Based on talking to both doctors, and after doing my own research, I really couldn't find anything that supported the idea that a one stage procedure is harmful or that a multiple stage procedure is beneficial. In summary, I came up with the following "facts":
  • a one stage procedure is more beneficial mentally; no one wants to wait around feeling "half-done"
  • a multiple stage procedure does increase scar tissue formation
  • a multiple stage procedure, especially if more than one stage is under general anesthesia, increases chances for anesthesia complications, the worst of which is death
  • a multiple stage procedure in which scrotoplasty is done after metoidioplasty/urethroplasty does not show any significant decrease in chance for urethral or testicular complication (see Articles section)
Based on these ideas, I'm not convinced that a multiple stage procedure is necessary, or even beneficial in any way. In fact, exposing myself to anesthesia more than once on a voluntary basis, especially when I have not found any significant reason to do so, is simply not necessary.

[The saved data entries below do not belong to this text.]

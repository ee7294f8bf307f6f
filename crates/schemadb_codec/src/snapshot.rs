//! The snapshot file format.
//!
//! A snapshot holds the complete state of one database. On disk it is laid
//! out as:
//!
//! ```text
//! ┌──────────┬─────────┬─────────────┬──────────────────┬─────────┐
//! │ "SDBS"   │ version │ payload len │ canonical payload│ CRC32   │
//! │ 4 bytes  │ u16 BE  │ u32 BE      │ len bytes        │ u32 BE  │
//! └──────────┴─────────┴─────────────┴──────────────────┴─────────┘
//! ```
//!
//! The payload is one object mapping each schema name to the object of its
//! records (key to value). Schema definitions ride along under the reserved
//! key [`SCHEMAS_KEY`], mapping schema name to definition string. The
//! checksum covers every byte before it.

use crate::checksum::crc32;
use crate::decoder::{from_cbor, MAX_DEPTH};
use crate::encoder::to_canonical_cbor;
use crate::error::{CodecError, CodecResult};
use crate::value::{Object, Value};
use std::collections::BTreeMap;

/// Reserved top-level key holding schema definitions.
pub const SCHEMAS_KEY: &str = "__schemas__";

/// Magic bytes at the start of every snapshot file.
pub const SNAPSHOT_MAGIC: &[u8; 4] = b"SDBS";

/// Current snapshot format version.
pub const SNAPSHOT_VERSION: u16 = 1;

/// Deepest record a snapshot can hold. The payload wraps every record in
/// two objects: the top-level map and the schema's record map.
pub const MAX_RECORD_DEPTH: usize = MAX_DEPTH - 2;

const HEADER_LEN: usize = 4 + 2 + 4;
const CHECKSUM_LEN: usize = 4;

/// Records of one schema, by key.
pub type RecordMap = BTreeMap<String, Value>;

/// The serializable state of one database.
#[derive(Debug, Clone, Default, PartialEq)]
pub struct Snapshot {
    /// Records by schema name, then by key.
    pub records: BTreeMap<String, RecordMap>,
    /// Schema definition strings by schema name.
    pub schemas: BTreeMap<String, String>,
}

impl Snapshot {
    /// Creates an empty snapshot.
    #[must_use]
    pub fn new() -> Self {
        Self::default()
    }

    /// Returns true if the snapshot holds no schemas and no records.
    #[must_use]
    pub fn is_empty(&self) -> bool {
        self.schemas.is_empty() && self.records.values().all(BTreeMap::is_empty)
    }

    /// Total number of records across all schemas.
    #[must_use]
    pub fn record_count(&self) -> usize {
        self.records.values().map(BTreeMap::len).sum()
    }

    fn to_payload(&self) -> CodecResult<Value> {
        let mut top = Object::new();
        for (schema, records) in &self.records {
            if schema == SCHEMAS_KEY {
                return Err(CodecError::invalid_structure(format!(
                    "schema name {SCHEMAS_KEY} is reserved"
                )));
            }
            top.insert(schema.clone(), Value::Object(records.clone()));
        }
        let schemas: Object = self
            .schemas
            .iter()
            .map(|(name, def)| (name.clone(), Value::Text(def.clone())))
            .collect();
        top.insert(SCHEMAS_KEY.to_string(), Value::Object(schemas));
        Ok(Value::Object(top))
    }

    fn from_payload(payload: Value) -> CodecResult<Self> {
        let Value::Object(top) = payload else {
            return Err(CodecError::invalid_structure("snapshot payload is not an object"));
        };

        let mut snapshot = Snapshot::new();
        for (name, entry) in top {
            let Value::Object(fields) = entry else {
                return Err(CodecError::invalid_structure(format!(
                    "snapshot entry {name} is not an object"
                )));
            };
            if name == SCHEMAS_KEY {
                for (schema, def) in fields {
                    let Value::Text(def) = def else {
                        return Err(CodecError::invalid_structure(format!(
                            "definition of schema {schema} is not text"
                        )));
                    };
                    snapshot.schemas.insert(schema, def);
                }
            } else {
                snapshot.records.insert(name, fields);
            }
        }
        Ok(snapshot)
    }
}

/// Encodes a snapshot into its file form.
///
/// Equal snapshots always produce identical bytes.
///
/// # Errors
///
/// Returns an error if a record contains a NaN, if a schema uses the
/// reserved name, or if the payload is larger than the format allows.
pub fn encode_snapshot(snapshot: &Snapshot) -> CodecResult<Vec<u8>> {
    let payload = to_canonical_cbor(&snapshot.to_payload()?)?;
    let payload_len = u32::try_from(payload.len()).map_err(|_| CodecError::SizeLimitExceeded {
        claimed: payload.len() as u64,
        max_allowed: u64::from(u32::MAX),
    })?;

    let mut out = Vec::with_capacity(HEADER_LEN + payload.len() + CHECKSUM_LEN);
    out.extend_from_slice(SNAPSHOT_MAGIC);
    out.extend_from_slice(&SNAPSHOT_VERSION.to_be_bytes());
    out.extend_from_slice(&payload_len.to_be_bytes());
    out.extend_from_slice(&payload);
    let checksum = crc32(&out);
    out.extend_from_slice(&checksum.to_be_bytes());
    Ok(out)
}

/// Decodes a snapshot from its file form.
///
/// # Errors
///
/// Returns an error on a bad magic, an unsupported version, truncation,
/// a checksum mismatch, or a malformed payload.
pub fn decode_snapshot(bytes: &[u8]) -> CodecResult<Snapshot> {
    if bytes.len() < HEADER_LEN + CHECKSUM_LEN {
        return Err(CodecError::UnexpectedEof);
    }
    if &bytes[0..4] != SNAPSHOT_MAGIC {
        return Err(CodecError::invalid_header("bad magic"));
    }

    let version = u16::from_be_bytes([bytes[4], bytes[5]]);
    if version != SNAPSHOT_VERSION {
        return Err(CodecError::invalid_header(format!(
            "unsupported version {version}"
        )));
    }

    let payload_len = u32::from_be_bytes([bytes[6], bytes[7], bytes[8], bytes[9]]) as usize;
    let body_len = HEADER_LEN
        .checked_add(payload_len)
        .ok_or(CodecError::UnexpectedEof)?;
    match bytes.len().cmp(&(body_len + CHECKSUM_LEN)) {
        std::cmp::Ordering::Less => return Err(CodecError::UnexpectedEof),
        std::cmp::Ordering::Greater => {
            return Err(CodecError::invalid_structure("trailing bytes after checksum"))
        }
        std::cmp::Ordering::Equal => {}
    }

    let stored = u32::from_be_bytes([
        bytes[body_len],
        bytes[body_len + 1],
        bytes[body_len + 2],
        bytes[body_len + 3],
    ]);
    let actual = crc32(&bytes[..body_len]);
    if stored != actual {
        return Err(CodecError::ChecksumMismatch {
            expected: stored,
            actual,
        });
    }

    Snapshot::from_payload(from_cbor(&bytes[HEADER_LEN..body_len])?)
}

#[cfg(test)]
mod tests {
    use super::*;

    fn sample() -> Snapshot {
        let mut snapshot = Snapshot::new();
        snapshot
            .schemas
            .insert("User".into(), "name:string age:int".into());
        snapshot.schemas.insert("Empty".into(), String::new());

        let mut users = RecordMap::new();
        users.insert(
            "Alice".into(),
            Value::object([("name", Value::from("Alice")), ("age", Value::Integer(30))]),
        );
        users.insert(
            "Bob".into(),
            Value::object([("name", Value::from("Bob")), ("age", Value::Float(25.0))]),
        );
        snapshot.records.insert("User".into(), users);
        snapshot.records.insert("Empty".into(), RecordMap::new());
        snapshot
    }

    #[test]
    fn round_trip() {
        let snapshot = sample();
        let bytes = encode_snapshot(&snapshot).unwrap();
        assert_eq!(decode_snapshot(&bytes).unwrap(), snapshot);
    }

    #[test]
    fn empty_round_trip() {
        let bytes = encode_snapshot(&Snapshot::new()).unwrap();
        let decoded = decode_snapshot(&bytes).unwrap();
        assert!(decoded.is_empty());
        assert_eq!(decoded, Snapshot::new());
    }

    #[test]
    fn header_layout() {
        let bytes = encode_snapshot(&Snapshot::new()).unwrap();
        assert_eq!(&bytes[0..4], b"SDBS");
        assert_eq!(&bytes[4..6], &[0, 1]);
        let len = u32::from_be_bytes([bytes[6], bytes[7], bytes[8], bytes[9]]) as usize;
        assert_eq!(bytes.len(), HEADER_LEN + len + CHECKSUM_LEN);
    }

    #[test]
    fn deterministic_bytes() {
        assert_eq!(
            encode_snapshot(&sample()).unwrap(),
            encode_snapshot(&sample()).unwrap()
        );
    }

    #[test]
    fn counts() {
        let snapshot = sample();
        assert_eq!(snapshot.record_count(), 2);
        assert!(!snapshot.is_empty());
    }

    #[test]
    fn reserved_schema_name_rejected() {
        let mut snapshot = Snapshot::new();
        snapshot
            .records
            .insert(SCHEMAS_KEY.to_string(), RecordMap::new());
        assert!(matches!(
            encode_snapshot(&snapshot),
            Err(CodecError::InvalidStructure { .. })
        ));
    }

    #[test]
    fn corrupted_payload_detected() {
        let mut bytes = encode_snapshot(&sample()).unwrap();
        bytes[HEADER_LEN + 3] ^= 0x01;
        assert!(matches!(
            decode_snapshot(&bytes),
            Err(CodecError::ChecksumMismatch { .. })
        ));
    }

    #[test]
    fn bad_magic_rejected() {
        let mut bytes = encode_snapshot(&sample()).unwrap();
        bytes[0] = b'X';
        assert!(matches!(
            decode_snapshot(&bytes),
            Err(CodecError::InvalidHeader { .. })
        ));
    }

    #[test]
    fn unsupported_version_rejected() {
        let mut bytes = encode_snapshot(&sample()).unwrap();
        bytes[5] = 9;
        assert!(matches!(
            decode_snapshot(&bytes),
            Err(CodecError::InvalidHeader { .. })
        ));
    }

    #[test]
    fn truncation_rejected() {
        let bytes = encode_snapshot(&sample()).unwrap();
        assert_eq!(
            decode_snapshot(&bytes[..bytes.len() - 1]),
            Err(CodecError::UnexpectedEof)
        );
        assert_eq!(decode_snapshot(&bytes[..3]), Err(CodecError::UnexpectedEof));
    }

    fn record_of_depth(depth: usize) -> Value {
        let inner = (1..depth).fold(Value::Integer(1), |inner, _| Value::Array(vec![inner]));
        Value::object([("v", inner)])
    }

    #[test]
    fn deepest_record_survives() {
        let mut snapshot = Snapshot::new();
        snapshot.schemas.insert("Doc".into(), String::new());
        let record = record_of_depth(MAX_RECORD_DEPTH);
        assert_eq!(record.depth(), MAX_RECORD_DEPTH);
        snapshot
            .records
            .entry("Doc".into())
            .or_default()
            .insert("deep".into(), record);

        let bytes = encode_snapshot(&snapshot).unwrap();
        assert_eq!(decode_snapshot(&bytes).unwrap(), snapshot);
    }

    #[test]
    fn too_deep_record_is_not_written() {
        let mut snapshot = Snapshot::new();
        snapshot
            .records
            .entry("Doc".into())
            .or_default()
            .insert("deep".into(), record_of_depth(MAX_RECORD_DEPTH + 1));

        assert!(matches!(
            encode_snapshot(&snapshot),
            Err(CodecError::TooDeep { .. })
        ));
    }
}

While cost is not a primary concern for me when considering surgery on the genitals, it certainly is a factor to consider. Dr. Melter's entire package would be about $40,000 USD, while Dr. Miro's package would be under $20,000 USD. In addition, Dr. Miro charges only a minimal amount (to cover supply costs) for complication corrections; Dr. Meltzer does not charge a surgeon's fee for corrections, but you would have to pay for anesthesia, hospital use, travel, and local stay. Even with the added cost of flights to Serbia, I still think it would be cheaper in the long run to go with the Belgrade team. However, this is not surprising, because Dr. Meltzer's price is really having to pay for 3 doctors (plastic surgeon, urologist, and gynecologist), versus Dr. Miro's price that pays for Dr. Miro and all of his associates.

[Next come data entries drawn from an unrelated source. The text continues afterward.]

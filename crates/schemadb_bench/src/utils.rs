//! Benchmark utilities.

use rand::distributions::Alphanumeric;
use rand::Rng;
use schemadb_codec::{Snapshot, Value};

/// Generate a random alphanumeric key of the given length.
pub fn random_key(len: usize) -> String {
    rand::thread_rng()
        .sample_iter(&Alphanumeric)
        .take(len)
        .map(char::from)
        .collect()
}

/// Generate distinct keys that share a handful of leading characters,
/// so partial lookups hit crowded buckets.
pub fn generate_keys(count: usize) -> Vec<String> {
    let stems = ["Ali", "Bob", "Car", "Dan"];
    let mut keys: Vec<String> = (0..count)
        .map(|i| format!("{}{}{}", stems[i % stems.len()], random_key(6), i))
        .collect();
    keys.sort();
    keys.dedup();
    keys
}

/// Build a user record as JSON text.
pub fn user_json(name: &str) -> String {
    let age: i64 = rand::thread_rng().gen_range(18..90);
    format!(r#"{{"name":"{name}","age":{age},"email":"{name}@example.com","active":true}}"#)
}

/// Build a snapshot with one `User` schema holding `count` records.
pub fn user_snapshot(count: usize) -> Snapshot {
    let mut rng = rand::thread_rng();
    let mut snapshot = Snapshot::new();
    snapshot
        .schemas
        .insert("User".into(), "name:string age:int email:string active:bool".into());
    let records = snapshot.records.entry("User".into()).or_default();
    for key in generate_keys(count) {
        let value = Value::object([
            ("name", Value::from(key.as_str())),
            ("age", Value::Integer(rng.gen_range(18..90))),
            ("email", Value::from(format!("{key}@example.com"))),
            ("active", Value::Bool(rng.gen())),
        ]);
        records.insert(key, value);
    }
    snapshot
}
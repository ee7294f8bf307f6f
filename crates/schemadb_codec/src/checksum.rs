//! CRC32 (IEEE) checksums for snapshot files.

const CRC32_TABLE: [u32; 256] = {
    let mut table = [0u32; 256];
    let mut i = 0;
    while i < 256 {
        #[allow(clippy::cast_possible_truncation)]
        let mut crc = i as u32;
        let mut j = 0;
        while j < 8 {
            if crc & 1 != 0 {
                crc = (crc >> 1) ^ 0xEDB8_8320;
            } else {
                crc >>= 1;
            }
            j += 1;
        }
        table[i] = crc;
        i += 1;
    }
    table
};

/// Computes the CRC32 (IEEE polynomial, reflected) of `data`.
pub fn crc32(data: &[u8]) -> u32 {
    !data.iter().fold(0xFFFF_FFFF_u32, |crc, &byte| {
        let index = ((crc ^ u32::from(byte)) & 0xFF) as usize;
        (crc >> 8) ^ CRC32_TABLE[index]
    })
}

#[cfg(test)]
mod tests {
    use super::*;

    #[test]
    fn check_value() {
        assert_eq!(crc32(b"123456789"), 0xCBF4_3926);
    }

    #[test]
    fn empty_input() {
        assert_eq!(crc32(b""), 0);
    }

    #[test]
    fn single_bit_flip_changes_checksum() {
        assert_ne!(crc32(b"snapshot"), crc32(b"snapshou"));
    }
}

Ultimately, it's probable that both surgeons are extremely competent with superior skills and the likelihood of having a complication is similar. In the event of a complication, I would much rather have a urologist as my primary doctor than a plastic surgeon. Above and beyond credentials and the difference in methods, the main difference I found was in aftercare, follow-ups, and willingness to discuss the procedure and potential correction routes in the case of complications. Also, small differences just made me feel more comfortable with Dr. Miro - for example, Dr. Meltzer did not even know the size of testicular implants they use, because he hasn't "done a water displacement test or anything," versus Dr. Miro knowing exactly what size and volume they use. Another example was that Dr. Meltzer leaves the suprapubic catheter in for 12 days, and the Belgrade team leaves it in for 4 weeks. While 4 weeks sounds like an awfully long time, Dr. Miro himself said they have experienced much fewer complications when they left it in for 4 weeks as compared to 2-3 weeks. This, to me, indicates a strive for better results, fewer complications, and a technique modification as such. Dr. Meltzer also presented some information on his area of technique modification, but it all centered around making the neophallus larger during erection; again, aesthetic results versus functionality. I know I don't want to end up with a large penis that I can't pee out of.

While I'm sure Dr. Meltzer is a fine surgeon, I (personally) do not see any compelling reason to go to him when the Belgrade team is another option. For all of these reasons, I concluded it would be best for me to have surgery with Dr. Miro in Belgrade, Serbia. I had surgery with them in June 2007.